The pre-v1.7.4 schema had two top-level scope columns: - scope_id BIGINT — nearest enclosing scope's node_id - scope_stack LIST<BIGINT> — on scope-creating nodes, the full chain of ancestor scope node_ids

These are replaced by a single STRUCT column:

scope: STRUCT<
    current   BIGINT,   -- replaces scope_id
    function  BIGINT,   -- new: nearest function ancestor's node_id
    class     BIGINT,   -- new: nearest class ancestor's node_id
    module    BIGINT,   -- new: nearest module/namespace ancestor's node_id
    stack     LIST<STRUCT<id BIGINT, kind SEMANTIC_TYPE>>
                        -- replaces scope_stack; now typed
>

Migration:

Before After
scope_id scope.current
scope_stack (LIST) list_transform(scope.stack, s -> s.id) for the same shape, or use scope.stack directly to get (id, kind) structs
Manual walk to find enclosing function scope.function — now a single column read

The three new named shortcuts (scope.function, scope.class, scope.module) are populated on every node by scanning the live scope stack during parsing, at no extra query-time cost.
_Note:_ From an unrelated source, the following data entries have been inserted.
//! Monitoring
//!
//! Samples queue health at a fixed cadence and raises alerts when
//! thresholds are breached. Severity scales with how far past the
//! threshold a reading lands.

use std::collections::HashMap;
use std::sync::atomic::{AtomicBool, Ordering};
use std::sync::Arc;
use std::time::Duration;

use parking_lot::Mutex;
use serde_json::json;
use tokio::sync::watch;
use tokio::task::JoinHandle;
use tracing::{debug, warn};

use tradeloop_contracts::{AlertSeverity, Event, EventKind, QueueName, TaskState};

use crate::bus::EventBus;
use crate::engine::{Engine, QueueStatusSnapshot};

/// Alerting thresholds
#[derive(Debug, Clone)]
pub struct MonitorThresholds {
    /// Failed / (completed + failed) over a sampling window
    pub max_error_rate: f64,

    /// Pending + Ready tasks per queue
    pub max_queue_depth: u64,

    /// Age of the oldest unstarted task
    pub max_oldest_pending: Duration,
}

impl Default for MonitorThresholds {
    fn default() -> Self {
        Self {
            max_error_rate: 0.25,
            max_queue_depth: 500,
            max_oldest_pending: Duration::from_secs(900),
        }
    }
}

#[derive(Default, Clone, Copy)]
struct TerminalCounts {
    completed: u64,
    failed: u64,
}

struct MonitorInner {
    engine: Engine,
    bus: EventBus,
    thresholds: MonitorThresholds,
    sample_interval: Mutex<Duration>,
    last_counts: Mutex<HashMap<QueueName, TerminalCounts>>,
    shutdown_tx: watch::Sender<bool>,
    handle: Mutex<Option<JoinHandle<()>>>,
    started: AtomicBool,
}

/// Queue health monitor; cheap to clone
#[derive(Clone)]
pub struct Monitor {
    inner: Arc<MonitorInner>,
}

impl Monitor {
    pub fn new(engine: Engine, bus: EventBus, thresholds: MonitorThresholds) -> Self {
        let (shutdown_tx, _) = watch::channel(false);
        Self {
            inner: Arc::new(MonitorInner {
                engine,
                bus,
                thresholds,
                sample_interval: Mutex::new(Duration::from_secs(30)),
                last_counts: Mutex::new(HashMap::new()),
                shutdown_tx,
                handle: Mutex::new(None),
                started: AtomicBool::new(false),
            }),
        }
    }

    /// Override the sampling cadence; takes effect at the next `start`
    pub fn set_sample_interval(&self, interval: Duration) {
        *self.inner.sample_interval.lock() = interval;
    }

    /// Spawn the sampling loop; idempotent
    pub fn start(&self) {
        if self.inner.started.swap(true, Ordering::SeqCst) {
            return;
        }
        let inner = Arc::clone(&self.inner);
        let mut shutdown_rx = self.inner.shutdown_tx.subscribe();
        let handle = tokio::spawn(async move {
            let interval = *inner.sample_interval.lock();
            let mut ticker = tokio::time::interval(interval);
            ticker.set_missed_tick_behavior(tokio::time::MissedTickBehavior::Skip);
            // Skip the immediate tick; the first sample should cover a window
            ticker.tick().await;
            loop {
                tokio::select! {
                    _ = ticker.tick() => sample(&inner).await,
                    _ = shutdown_rx.changed() => break,
                }
            }
            debug!("monitor loop exited");
        });
        *self.inner.handle.lock() = Some(handle);
    }

    pub async fn stop(&self) {
        let _ = self.inner.shutdown_tx.send(true);
        let handle = self.inner.handle.lock().take();
        if let Some(handle) = handle {
            let _ = tokio::time::timeout(Duration::from_secs(5), handle).await;
        }
    }

    /// Point-in-time snapshots for all queues
    pub async fn snapshot(&self) -> Vec<QueueStatusSnapshot> {
        let mut out = Vec::with_capacity(QueueName::ALL.len());
        for &queue in QueueName::ALL.iter() {
            match self.inner.engine.queue_status(queue).await {
                Ok(status) => out.push(status),
                Err(err) => warn!(%queue, "status sample failed: {err}"),
            }
        }
        out
    }

    /// Run one sampling pass immediately (also used by tests)
    pub async fn sample_once(&self) {
        sample(&self.inner).await;
    }
}

async fn sample(inner: &Arc<MonitorInner>) {
    for &queue in QueueName::ALL.iter() {
        let status = match inner.engine.queue_status(queue).await {
            Ok(status) => status,
            Err(err) => {
                warn!(%queue, "status sample failed: {err}");
                continue;
            }
        };

        let depth = status.counts.get(&TaskState::Pending).copied().unwrap_or(0)
            + status.counts.get(&TaskState::Ready).copied().unwrap_or(0);

        let current = TerminalCounts {
            completed: status
                .counts
                .get(&TaskState::Completed)
                .copied()
                .unwrap_or(0),
            failed: status.counts.get(&TaskState::Failed).copied().unwrap_or(0),
        };
        let previous = {
            let mut last = inner.last_counts.lock();
            last.insert(queue, current).unwrap_or_default()
        };
        let window_completed = current.completed.saturating_sub(previous.completed);
        let window_failed = current.failed.saturating_sub(previous.failed);
        let window_total = window_completed + window_failed;
        let error_rate = if window_total > 0 {
            window_failed as f64 / window_total as f64
        } else {
            0.0
        };

        if depth > inner.thresholds.max_queue_depth {
            let severity = if depth > inner.thresholds.max_queue_depth * 2 {
                AlertSeverity::Error
            } else {
                AlertSeverity::Warning
            };
            raise(inner, queue, severity, "queue_depth", json!({ "depth": depth })).await;
        }

        if window_total > 0 && error_rate > inner.thresholds.max_error_rate {
            let severity = if error_rate > (inner.thresholds.max_error_rate * 2.0).min(1.0) {
                AlertSeverity::Critical
            } else {
                AlertSeverity::Error
            };
            raise(
                inner,
                queue,
                severity,
                "error_rate",
                json!({ "error_rate": error_rate, "failed": window_failed }),
            )
            .await;
        }

        if let Some(age) = status.oldest_pending {
            if age > inner.thresholds.max_oldest_pending {
                raise(
                    inner,
                    queue,
                    AlertSeverity::Warning,
                    "oldest_pending_age",
                    json!({ "age_ms": age.as_millis() as u64 }),
                )
                .await;
            }
        }
    }
}

async fn raise(
    inner: &Arc<MonitorInner>,
    queue: QueueName,
    severity: AlertSeverity,
    metric: &str,
    detail: serde_json::Value,
) {
    warn!(%queue, metric, %severity, "alert threshold breached");
    inner
        .bus
        .publish(Event::new(
            EventKind::AlertRaised,
            "monitor",
            json!({
                "queue": queue.as_str(),
                "severity": severity,
                "metric": metric,
                "detail": detail,
            }),
        ))
        .await;
}

#[cfg(test)]
mod tests {
    use super::*;
    use crate::bus::BusConfig;
    use crate::config::OrchestratorConfig;
    use crate::engine::EngineClients;
    use crate::persistence::{InMemoryTaskStore, TaskStore};
    use crate::queues::{register_default_handlers, HandlerRegistry};
    use crate::sim::{SimBroker, SimLlm, SimMarketData};
    use futures::FutureExt;
    use std::sync::atomic::AtomicUsize;
    use tradeloop_contracts::{Task, TaskPayload};

    fn engine(store: Arc<InMemoryTaskStore>, bus: EventBus) -> Engine {
        let registry = Arc::new(HandlerRegistry::new());
        register_default_handlers(&registry);
        Engine::new(
            store,
            bus,
            registry,
            EngineClients {
                broker: Arc::new(SimBroker::new()),
                llm: Arc::new(SimLlm::new()),
                market_data: Arc::new(SimMarketData::new()),
            },
            OrchestratorConfig::default(),
        )
    }

    #[tokio::test]
    async fn test_depth_alert() {
        let store = Arc::new(InMemoryTaskStore::new());
        let bus = EventBus::new(BusConfig::default());

        // Ten queued tasks against a threshold of five
        for i in 0..10 {
            let mut t = Task::new(TaskPayload::FetchEarnings {
                symbol: format!("SYM{i}"),
            });
            t.state = TaskState::Ready;
            store.admit(&t).await.unwrap();
        }

        let alerts = Arc::new(AtomicUsize::new(0));
        let alerts_clone = Arc::clone(&alerts);
        bus.subscribe(
            "alerts",
            Some(vec![EventKind::AlertRaised]),
            Arc::new(move |_| {
                let alerts = Arc::clone(&alerts_clone);
                async move {
                    alerts.fetch_add(1, Ordering::SeqCst);
                    Ok(())
                }
                .boxed()
            }),
        );

        let engine = engine(Arc::clone(&store), bus.clone());
        let monitor = Monitor::new(
            engine,
            bus,
            MonitorThresholds {
                max_queue_depth: 5,
                ..MonitorThresholds::default()
            },
        );
        monitor.sample_once().await;

        tokio::time::sleep(Duration::from_millis(50)).await;
        assert_eq!(alerts.load(Ordering::SeqCst), 1);
    }

    #[tokio::test]
    async fn test_error_rate_alert_uses_window_delta() {
        let store = Arc::new(InMemoryTaskStore::new());
        let bus = EventBus::new(BusConfig::default());

        let alerts = Arc::new(AtomicUsize::new(0));
        let alerts_clone = Arc::clone(&alerts);
        bus.subscribe(
            "alerts",
            Some(vec![EventKind::AlertRaised]),
            Arc::new(move |event| {
                let alerts = Arc::clone(&alerts_clone);
                async move {
                    if event.payload["metric"] == "error_rate" {
                        alerts.fetch_add(1, Ordering::SeqCst);
                    }
                    Ok(())
                }
                .boxed()
            }),
        );

        let engine = engine(Arc::clone(&store), bus.clone());
        let monitor = Monitor::new(engine, bus, MonitorThresholds::default());

        // Baseline sample with nothing terminal
        monitor.sample_once().await;

        for i in 0..4 {
            let mut t = Task::new(TaskPayload::FetchEarnings {
                symbol: format!("SYM{i}"),
            });
            t.state = TaskState::Failed;
            store.admit(&t).await.unwrap();
        }
        monitor.sample_once().await;

        tokio::time::sleep(Duration::from_millis(50)).await;
        assert_eq!(alerts.load(Ordering::SeqCst), 1);
    }

    #[tokio::test]
    async fn test_snapshot_covers_all_queues() {
        let store = Arc::new(InMemoryTaskStore::new());
        let bus = EventBus::new(BusConfig::default());
        let engine = engine(store, bus.clone());
        let monitor = Monitor::new(engine, bus, MonitorThresholds::default());

        let snapshots = monitor.snapshot().await;
        assert_eq!(snapshots.len(), 3);
    }
}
They turn common questions like "who calls this function?" from range joins over the full AST into hash lookups on a precomputed column.

Macros that previously used scope_id / scope_stack (ast_exports, ast_imports, ast_resolve, ast_callers, ast_callees, plus the CSS selector engine) have all been updated — no user-facing change there beyond naming in docs.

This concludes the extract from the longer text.